▼
// service/escrow_service.rs
use std::sync::Arc;

use chrono::{DateTime, Utc};
use uuid::Uuid;

use super::{
    error::ServiceError,
    notification_service::{emit_offer_change, EventEmitter},
    offer_service::OfferOutcome,
    wallet_service::WalletService,
};
use crate::{
    db::MarketStore,
    models::{
        chatmodels::{Message, MessageType},
        offermodels::OfferStatus,
    },
};

/// Who asked for a settlement.
#[derive(Debug, Clone, Copy, PartialEq, Eq)]
pub enum SettlementTrigger {
    Client(Uuid),
    /// Scheduler sweep; only offers last touched at or before the cutoff settle.
    Automatic { stale_before: DateTime<Utc> },
}

/// Settles offers: completion credits the freelancer, cancellation of a paid
/// offer refunds the client. Every path is lock, check, mutate, commit, emit.
#[derive(Clone)]
pub struct EscrowService {
    store: Arc<dyn MarketStore>,
    wallet: WalletService,
    events: Arc<dyn EventEmitter>,
}

impl EscrowService {
    pub fn new(store: Arc<dyn MarketStore>, wallet: WalletService, events: Arc<dyn EventEmitter>) -> Self {
        Self { store, wallet, events }
    }

    pub async fn complete_order(&self, requester: Uuid, offer_id: Uuid) -> Result<OfferOutcome, ServiceError> {
        self.settle_completion(offer_id, SettlementTrigger::Client(requester))
            .await
    }

    pub async fn auto_complete(
        &self,
        offer_id: Uuid,
        stale_before: DateTime<Utc>,
    ) -> Result<OfferOutcome, ServiceError> {
        self.settle_completion(offer_id, SettlementTrigger::Automatic { stale_before })
            .await
    }

    async fn settle_completion(
        &self,
        offer_id: Uuid,
        trigger: SettlementTrigger,
    ) -> Result<OfferOutcome, ServiceError> {
        let mut tx = self.store.begin().await?;
        let mut offer = tx
            .lock_offer(offer_id)
            .await?
            .ok_or_else(|| ServiceError::not_found("Offer not found"))?;

        if let SettlementTrigger::Client(requester) = trigger {
            if offer.client_id != requester {
                return Err(ServiceError::unauthorized("Only the client can complete this order"));
            }
        }

        if offer.status == OfferStatus::Completed {
            tracing::debug!("Offer {} already completed, nothing to settle", offer.id);
            return Ok(OfferOutcome {
                offer,
                applied: false,
            });
        }
        if offer.status != OfferStatus::Delivered {
            return Err(ServiceError::conflict("only delivered orders can be completed"));
        }

        // re-delivered since the sweep selected it
        if let SettlementTrigger::Automatic { stale_before } = trigger {
            if offer.updated_at > stale_before {
                return Ok(OfferOutcome {
                    offer,
                    applied: false,
                });
            }
        }

        let (sender, description, text) = match trigger {
            SettlementTrigger::Client(requester) => (
                requester,
                format!("Payment for order #{}", offer.order_code),
                format!(
                    "Order #{} was completed by the client. The payment has been released to the freelancer's balance.",
                    offer.order_code
                ),
            ),
            SettlementTrigger::Automatic { .. } => (
                offer.freelancer_id,
                format!("Automatic settlement for order #{}", offer.order_code),
                format!(
                    "Order #{} was completed automatically because the client did not respond within the review window. \
                     The payment has been released to the freelancer's balance.",
                    offer.order_code
                ),
            ),
        };

        offer.status = OfferStatus::Completed;
        offer.updated_at = Utc::now();
        tx.save_offer(&offer).await?;

        self.wallet
            .credit_freelancer(
                tx.as_mut(),
                offer.freelancer_id,
                offer.net_amount,
                Some(offer.id),
                &description,
            )
            .await?;

        let message = Message::new(offer.conversation_id, sender, MessageType::System, text);
        tx.insert_message(&message).await?;
        tx.commit().await?;

        tracing::info!(
            "Offer {} (#{}) completed ({}): credited {} to freelancer {}",
            offer.id,
            offer.order_code,
            match trigger {
                SettlementTrigger::Client(_) => "client",
                SettlementTrigger::Automatic { .. } => "automatic",
            },
            offer.net_amount,
            offer.freelancer_id
        );

        emit_offer_change(self.events.as_ref(), &offer, Some(&message));
        Ok(OfferOutcome {
            offer,
            applied: true,
        })
    }

    pub async fn cancel_order(&self, requester: Uuid, offer_id: Uuid) -> Result<OfferOutcome, ServiceError> {
        let mut tx = self.store.begin().await?;
        let mut offer = tx
            .lock_offer(offer_id)
            .await?
            .ok_or_else(|| ServiceError::not_found("Offer not found"))?;

        if offer.freelancer_id != requester {
            return Err(ServiceError::unauthorized("Only the freelancer can cancel this order"));
        }

        if offer.status == OfferStatus::Cancelled {
            return Ok(OfferOutcome {
                offer,
                applied: false,
            });
        }

        let refunded = match offer.status {
            OfferStatus::Paid => {
                self.wallet
                    .credit_client(
                        tx.as_mut(),
                        offer.client_id,
                        offer.price,
                        Some(offer.id),
                        &format!("Refund for cancelled order #{}", offer.order_code),
                    )
                    .await?;
                true
            }
            OfferStatus::Pending => false,
            _ => {
                return Err(ServiceError::conflict(
                    "only pending or paid orders can be cancelled",
                ))
            }
        };

        offer.status = OfferStatus::Cancelled;
        offer.updated_at = Utc::now();
        tx.save_offer(&offer).await?;

        let mut text = format!("Order #{} was cancelled by the freelancer.", offer.order_code);
        if refunded {
            text.push_str(" The payment has been refunded to the client's balance.");
        }
        let message = Message::new(offer.conversation_id, requester, MessageType::System, text);
        tx.insert_message(&message).await?;
        tx.commit().await?;

        tracing::info!(
            "Offer {} (#{}) cancelled, refunded {}",
            offer.id,
            offer.order_code,
            if refunded { offer.price } else { 0 }
        );

        emit_offer_change(self.events.as_ref(), &offer, Some(&message));
        Ok(OfferOutcome {
            offer,
            applied: true,
        })
    }
}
▲
_Aim of the exercise_. Only lines with the word "released" count here; copy every one from the records.

_Answer for this exercise_.
                    "Order #{} was completed by the client. The payment has been released to the freelancer's balance.",
                     The payment has been released to the freelancer's balance.",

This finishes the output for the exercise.